In the entries that follow, how many lines contain "usize"? Please reply with only the number.

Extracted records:
___

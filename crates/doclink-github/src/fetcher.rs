//! Content retrieval and line-range extraction

use std::sync::Arc;

use base64::Engine as _;
use base64::engine::general_purpose::STANDARD;

use crate::host::{AccessToken, SourceHost};
use crate::{Error, Result};
use doclink_types::Coordinates;

/// Decoded file content at a specific commit plus the requested line-range
/// slice. Ephemeral: discarded after the drift check or display.
#[derive(Debug, Clone, PartialEq, Eq)]
pub struct RetrievedContent {
    /// The full decoded file text
    pub full_text: String,
    /// The `[start_line, end_line]` window of `full_text`
    pub slice: String,
}

/// Extract the inclusive, 1-indexed `[start_line, end_line]` window.
///
/// Lines are split on both bare and carriage-return-prefixed line endings.
/// `end_line: None` takes to end of file. `start_line > end_line` returns
/// the entire text unsliced; callers rely on that fallback, it is not an
/// error.
pub fn slice_lines(text: &str, start_line: u32, end_line: Option<u32>) -> String {
    if let Some(end) = end_line
        && start_line > end
    {
        return text.to_string();
    }

    let start = start_line.max(1) as usize;
    let lines = text.split('\n').map(|line| line.strip_suffix('\r').unwrap_or(line));

    let selected: Vec<&str> = match end_line {
        Some(end) => {
            let window = (end as usize).saturating_sub(start) + 1;
            lines.skip(start - 1).take(window).collect()
        }
        None => lines.skip(start - 1).collect(),
    };

    selected.join("\n")
}

/// Retrieves file content from a [`SourceHost`] and slices line ranges.
#[derive(Clone)]
pub struct ContentFetcher {
    host: Arc<dyn SourceHost>,
}

impl ContentFetcher {
    pub fn new(host: Arc<dyn SourceHost>) -> Self {
        Self { host }
    }

    /// Fetch the file at the coordinates' anchor commit, decode it, and
    /// slice the requested line range.
    ///
    /// # Errors
    ///
    /// `NotFound` if the host reports no such path/commit, `Base64`/`Utf8`
    /// if the payload cannot be decoded, `Network`/`Unauthenticated` from
    /// the transport.
    pub async fn fetch_range(
        &self,
        token: &AccessToken,
        coordinates: &Coordinates,
    ) -> Result<RetrievedContent> {
        self.fetch_range_at(token, coordinates, &coordinates.commit_id)
            .await
    }

    /// Like [`fetch_range`](Self::fetch_range) but at an explicit commit,
    /// keeping the coordinates' line range. Used by the drift detector to
    /// read the same range at the branch head.
    pub async fn fetch_range_at(
        &self,
        token: &AccessToken,
        coordinates: &Coordinates,
        commit_id: &str,
    ) -> Result<RetrievedContent> {
        let payload = self
            .host
            .file_at_commit(
                token,
                &coordinates.owner,
                &coordinates.repo,
                &coordinates.path,
                commit_id,
            )
            .await?;

        let full_text = decode_content(&payload.content)?;
        let slice = slice_lines(&full_text, coordinates.start_line, coordinates.end_line);

        tracing::debug!(
            path = %coordinates.path,
            commit_id,
            lines = slice.lines().count(),
            "Fetched line range"
        );

        Ok(RetrievedContent { full_text, slice })
    }

    /// Current tip commit id of a branch.
    ///
    /// # Errors
    ///
    /// `NotFound` if the branch does not exist or the host call fails.
    pub async fn branch_head(
        &self,
        token: &AccessToken,
        owner: &str,
        repo: &str,
        branch: &str,
    ) -> Result<String> {
        let info = self.host.branch_head(token, owner, repo, branch).await?;
        Ok(info.commit_id)
    }
}

/// Decode a transport-encoded (base64) payload into text.
///
/// Hosts wrap base64 bodies with newlines, so whitespace is stripped before
/// decoding.
fn decode_content(encoded: &str) -> Result<String> {
    let compact: String = encoded.chars().filter(|c| !c.is_ascii_whitespace()).collect();
    let bytes = STANDARD.decode(compact.as_bytes()).map_err(Error::from)?;
    Ok(String::from_utf8(bytes)?)
}

#[cfg(test)]
mod tests {
    use super::*;
    use crate::host::{BranchInfo, FileContent};
    use async_trait::async_trait;
    use pretty_assertions::assert_eq;
    use rstest::rstest;

    struct SingleFileHost {
        content: String,
    }

    #[async_trait]
    impl SourceHost for SingleFileHost {
        async fn file_at_commit(
            &self,
            _token: &AccessToken,
            _owner: &str,
            _repo: &str,
            _path: &str,
            _commit_id: &str,
        ) -> Result<FileContent> {
            Ok(FileContent {
                content: self.content.clone(),
            })
        }

        async fn branch_head(
            &self,
            _token: &AccessToken,
            _owner: &str,
            _repo: &str,
            _branch: &str,
        ) -> Result<BranchInfo> {
            Ok(BranchInfo {
                commit_id: "head".to_string(),
            })
        }
    }

    fn coordinates(start_line: u32, end_line: Option<u32>) -> Coordinates {
        Coordinates {
            owner: "octocat".to_string(),
            repo: "hello-world".to_string(),
            branch: "main".to_string(),
            path: "src/lib.rs".to_string(),
            commit_id: "c1".to_string(),
            start_line,
            end_line,
        }
    }

    fn numbered_lines(count: u32) -> String {
        (1..=count)
            .map(|i| format!("line{i}"))
            .collect::<Vec<_>>()
            .join("\n")
    }

    #[rstest]
    #[case(1, Some(1), "line1")]
    #[case(2, Some(4), "line2\nline3\nline4")]
    #[case(5, Some(5), "line5")]
    #[case(1, Some(5), "line1\nline2\nline3\nline4\nline5")]
    fn test_slice_window(#[case] start: u32, #[case] end: Option<u32>, #[case] expected: &str) {
        let text = numbered_lines(5);
        assert_eq!(slice_lines(&text, start, end), expected);
    }

    #[test]
    fn test_slice_window_length() {
        // [start, end] inclusive: exactly end - start + 1 lines
        let text = numbered_lines(20);
        let slice = slice_lines(&text, 7, Some(13));
        assert_eq!(slice.lines().count(), 7);
        assert_eq!(slice.lines().next(), Some("line7"));
        assert_eq!(slice.lines().last(), Some("line13"));
    }

    #[test]
    fn test_slice_open_ended() {
        let text = numbered_lines(4);
        assert_eq!(slice_lines(&text, 3, None), "line3\nline4");
    }

    #[test]
    fn test_slice_inverted_range_returns_full_text() {
        // start > end falls back to the full text, never an error
        let text = numbered_lines(20);
        assert_eq!(slice_lines(&text, 5, Some(3)), text);
    }

    #[test]
    fn test_slice_crlf_input() {
        let text = "a\r\nb\r\nc";
        assert_eq!(slice_lines(text, 2, Some(3)), "b\nc");
    }

    #[test]
    fn test_slice_past_end_of_file() {
        let text = numbered_lines(3);
        assert_eq!(slice_lines(&text, 2, Some(10)), "line2\nline3");
        assert_eq!(slice_lines(&text, 8, Some(10)), "");
    }

    #[tokio::test]
    async fn test_fetch_range_decodes_and_slices() {
        let encoded = STANDARD.encode("a\nb\nc\nd");
        let fetcher = ContentFetcher::new(Arc::new(SingleFileHost { content: encoded }));
        let token = AccessToken::new("t");

        let retrieved = fetcher
            .fetch_range(&token, &coordinates(2, Some(3)))
            .await
            .unwrap();

        assert_eq!(retrieved.full_text, "a\nb\nc\nd");
        assert_eq!(retrieved.slice, "b\nc");
    }

    #[tokio::test]
    async fn test_fetch_range_accepts_wrapped_base64() {
        // Hosts return base64 bodies broken across lines
        let encoded = STANDARD.encode("a\nb\nc\nd");
        let wrapped = format!("{}\n{}\n", &encoded[..4], &encoded[4..]);
        let fetcher = ContentFetcher::new(Arc::new(SingleFileHost { content: wrapped }));
        let token = AccessToken::new("t");

        let retrieved = fetcher
            .fetch_range(&token, &coordinates(1, None))
            .await
            .unwrap();
        assert_eq!(retrieved.full_text, "a\nb\nc\nd");
    }

    #[tokio::test]
    async fn test_fetch_range_rejects_malformed_payload() {
        let fetcher = ContentFetcher::new(Arc::new(SingleFileHost {
            content: "not-base64!!!".to_string(),
        }));
        let token = AccessToken::new("t");

        let result = fetcher.fetch_range(&token, &coordinates(1, None)).await;
        assert!(matches!(result, Err(Error::Base64(_))));
    }

    #[tokio::test]
    async fn test_fetch_range_rejects_non_utf8_payload() {
        let fetcher = ContentFetcher::new(Arc::new(SingleFileHost {
            content: STANDARD.encode([0xff, 0xfe, 0xfd]),
        }));
        let token = AccessToken::new("t");

        let result = fetcher.fetch_range(&token, &coordinates(1, None)).await;
        assert!(matches!(result, Err(Error::Utf8(_))));
    }

    #[test]
    fn test_token_debug_is_redacted() {
        let token = AccessToken::new("ghp_secret");
        assert_eq!(format!("{token:?}"), "AccessToken(..)");
    }
}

___

[Answer box]
2